## [Work task]
Each line of the listing is to be retyped exactly as given.

## [Provided entries]
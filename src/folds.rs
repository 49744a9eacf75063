/*!
Splitting a corpus into train and test partitions, either with a k-fold cross-validation or with a
single holdout split.
*/
use crate::config::validate_ratio;
use crate::corpus::{Partition, Record, Role};
use crate::error::ConfigError;
use num::Integer;
use rand::seq::{index::sample, SliceRandom};
use rand::Rng;

#[derive(Debug, Clone, Copy, PartialEq, Eq)]
/// K-fold cross-validator. Every record is in the test indices of exactly one fold.
pub struct KFold {
    pub n_splits: usize,
    /// Shuffle the indices before they are cut into folds.
    pub shuffle: bool,
}

#[derive(Debug, Clone, PartialEq, Eq)]
/// Indices of the records of a fold, both in ascending order.
pub struct Fold {
    pub index: usize,
    pub train: Vec<usize>,
    pub test: Vec<usize>,
}

impl KFold {
    pub fn new(n_splits: usize, shuffle: bool) -> Self {
        Self { n_splits, shuffle }
    }

    /// Cuts `0..n_samples` into `n_splits` folds. The first `n_samples % n_splits` folds receive
    /// one more test index than the others.
    pub fn split<R: Rng + ?Sized>(
        &self,
        n_samples: usize,
        rng: &mut R,
    ) -> Result<Vec<Fold>, ConfigError> {
        if self.n_splits < 2 || n_samples < self.n_splits {
            return Err(ConfigError::InvalidFoldCount {
                n_splits: self.n_splits,
                n_samples,
            });
        }
        let mut indices: Vec<usize> = (0..n_samples).collect();
        if self.shuffle {
            indices.shuffle(rng);
        }
        let (size, remainder) = n_samples.div_rem(&self.n_splits);
        let mut folds = Vec::with_capacity(self.n_splits);
        let mut start = 0;
        for index in 0..self.n_splits {
            let len = if index < remainder { size + 1 } else { size };
            let mut in_test = vec![false; n_samples];
            for &i in &indices[start..start + len] {
                in_test[i] = true;
            }
            let (test, train): (Vec<usize>, Vec<usize>) =
                (0..n_samples).partition(|&i| in_test[i]);
            folds.push(Fold { index, train, test });
            start += len;
        }
        Ok(folds)
    }
}

impl Fold {
    /// Copies the records of the fold into a train and a test partition.
    pub fn partitions(&self, records: &[Record]) -> (Partition, Partition) {
        let pick = |indices: &[usize]| -> Vec<Record> {
            indices
                .iter()
                .filter_map(|&i| records.get(i).cloned())
                .collect()
        };
        (
            Partition::new(Role::Train, pick(&self.train)),
            Partition::new(Role::Test, pick(&self.test)),
        )
    }
}

/// Randomly sends `ceil(test_size * n)` records to the test partition. Both partitions keep the
/// order of `records`.
pub fn holdout<R: Rng + ?Sized>(
    records: Vec<Record>,
    test_size: f64,
    rng: &mut R,
) -> Result<(Partition, Partition), ConfigError> {
    validate_ratio("test_size", test_size)?;
    let n_test = ((test_size * records.len() as f64).ceil() as usize).min(records.len());
    let mut in_test = vec![false; records.len()];
    for i in sample(rng, records.len(), n_test) {
        in_test[i] = true;
    }
    let (test, train): (Vec<(usize, Record)>, Vec<(usize, Record)>) =
        records.into_iter().enumerate().partition(|(i, _)| in_test[*i]);
    let strip = |pairs: Vec<(usize, Record)>| -> Vec<Record> {
        pairs.into_iter().map(|(_, r)| r).collect()
    };
    Ok((
        Partition::new(Role::Train, strip(train)),
        Partition::new(Role::Test, strip(test)),
    ))
}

## [Output below]
filename src/folds.rs
repository 49744a9eacf75063
/*!
Splitting a corpus into train and test partitions, either with a k-fold cross-validation or with a
single holdout split.
*/
use crate::config::validate_ratio;
use crate::corpus::{Partition, Record, Role};
use crate::error::ConfigError;
use num::Integer;
use rand::seq::{index::sample, SliceRandom};
use rand::Rng;

#[derive(Debug, Clone, Copy, PartialEq, Eq)]
/// K-fold cross-validator. Every record is in the test indices of exactly one fold.
pub struct KFold {
    pub n_splits: usize,
    /// Shuffle the indices before they are cut into folds.
    pub shuffle: bool,
}

#[derive(Debug, Clone, PartialEq, Eq)]
/// Indices of the records of a fold, both in ascending order.
pub struct Fold {
    pub index: usize,
    pub train: Vec<usize>,
    pub test: Vec<usize>,
}

impl KFold {
    pub fn new(n_splits: usize, shuffle: bool) -> Self {
        Self { n_splits, shuffle }
    }

    /// Cuts `0..n_samples` into `n_splits` folds. The first `n_samples % n_splits` folds receive
    /// one more test index than the others.
    pub fn split<R: Rng + ?Sized>(
        &self,
        n_samples: usize,
        rng: &mut R,
    ) -> Result<Vec<Fold>, ConfigError> {
        if self.n_splits < 2 || n_samples < self.n_splits {
            return Err(ConfigError::InvalidFoldCount {
                n_splits: self.n_splits,
                n_samples,
            });
        }
        let mut indices: Vec<usize> = (0..n_samples).collect();
        if self.shuffle {
            indices.shuffle(rng);
        }
        let (size, remainder) = n_samples.div_rem(&self.n_splits);
        let mut folds = Vec::with_capacity(self.n_splits);
        let mut start = 0;
        for index in 0..self.n_splits {
            let len = if index < remainder { size + 1 } else { size };
            let mut in_test = vec![false; n_samples];
            for &i in &indices[start..start + len] {
                in_test[i] = true;
            }
            let (test, train): (Vec<usize>, Vec<usize>) =
                (0..n_samples).partition(|&i| in_test[i]);
            folds.push(Fold { index, train, test });
            start += len;
        }
        Ok(folds)
    }
}

impl Fold {
    /// Copies the records of the fold into a train and a test partition.
    pub fn partitions(&self, records: &[Record]) -> (Partition, Partition) {
        let pick = |indices: &[usize]| -> Vec<Record> {
            indices
                .iter()
                .filter_map(|&i| records.get(i).cloned())
                .collect()
        };
        (
            Partition::new(Role::Train, pick(&self.train)),
            Partition::new(Role::Test, pick(&self.test)),
        )
    }
}

/// Randomly sends `ceil(test_size * n)` records to the test partition. Both partitions keep the
/// order of `records`.
pub fn holdout<R: Rng + ?Sized>(
    records: Vec<Record>,
    test_size: f64,
    rng: &mut R,
) -> Result<(Partition, Partition), ConfigError> {
    validate_ratio("test_size", test_size)?;
    let n_test = ((test_size * records.len() as f64).ceil() as usize).min(records.len());
    let mut in_test = vec![false; records.len()];
    for i in sample(rng, records.len(), n_test) {
        in_test[i] = true;
    }
    let (test, train): (Vec<(usize, Record)>, Vec<(usize, Record)>) =
        records.into_iter().enumerate().partition(|(i, _)| in_test[*i]);
    let strip = |pairs: Vec<(usize, Record)>| -> Vec<Record> {
        pairs.into_iter().map(|(_, r)| r).collect()
    };
    Ok((
        Partition::new(Role::Train, strip(train)),
        Partition::new(Role::Test, strip(test)),
    ))
}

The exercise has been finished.